WE have here a comprehensive text-book of chemistry, in which the medical and pharmaceutical applications of the science are specially noticed. The author is one of the professors in the School of Pharmacy at Paris, and the “mineral chemistry” of the manual is essentially a reproduction of his course of lectures. The “organic chemistry” is based on the course of Professor Berthelot, and the toxicological portions of the work reflect the teaching of Professor Bouis. Though designed for the use of students of medicine and pharmacy, this manual is primarily a systematic exposition of the fundamental facts of chemistry, and its technical character is revealed only in incidental explanations. Thus, sulphuric acid is noticed with the oxygenated sulphur compounds, and its properties, preparation, commercial manufacture, purification, and chemical constitution, receive adequate treatment before its medical employment and its action as an irritant poison are considered. Again, in the section on the natural alkaloïds we get the chemical history of each of the more important opium bases before we obtain any information respecting the assay of opium, the action of the drug on the human system, or the symptoms of poisoning by opiates. The officinal processes for preparing the chemical substances used in medicine are plainly but briefly described, and practical directions are given for testing the punty and estimating the strength of commercial products. The author has devoted 150 pages to “biological chemistry”, an important section of the science which receives scant notice in most manuals, and has minutely described methods of analysing milk, blood, urine, and calculi, which may be adopted by the physician to obtain trustworthy indications of the progress of disease or the effects of medicines. Professor Riche's manual has so many good qualities that we reluctantly call attention to a characteristic which detracts from its value as a treatise on general chemistry.
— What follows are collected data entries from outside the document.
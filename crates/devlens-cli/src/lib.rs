//! devlens CLI - terminal client for the devlens daemon
//!
//! - `client` - socket connection, handshake and typed requests
//! - `render` - plain-text rendering of overlay, runtime and error data
//! - `cli` - argument parsing and command dispatch
//!
//! No `.unwrap()`, `.expect()` or `panic!()` outside tests.

pub mod cli;
pub mod client;
pub mod error;
pub mod render;

pub use client::{DaemonClient, DaemonConfig};
pub use error::{CliError, Result};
While admitting that the modern or molecular notation is preferable to the notation based on the old equivalents, the author, deliberately rejects the former “because it is not yet recognised in the official programmes.” Consequently, the book is filled with symbolic formulae, which do not accord with accepted theories. Medical Chemistry.—Manuel de Chimie Médicale et Pharmaceutique. Par Alfred Riche. 8vo., pp. 771, figures 104. (Paris: Germer-Baillière, 1870. London: Williams and Norgate.)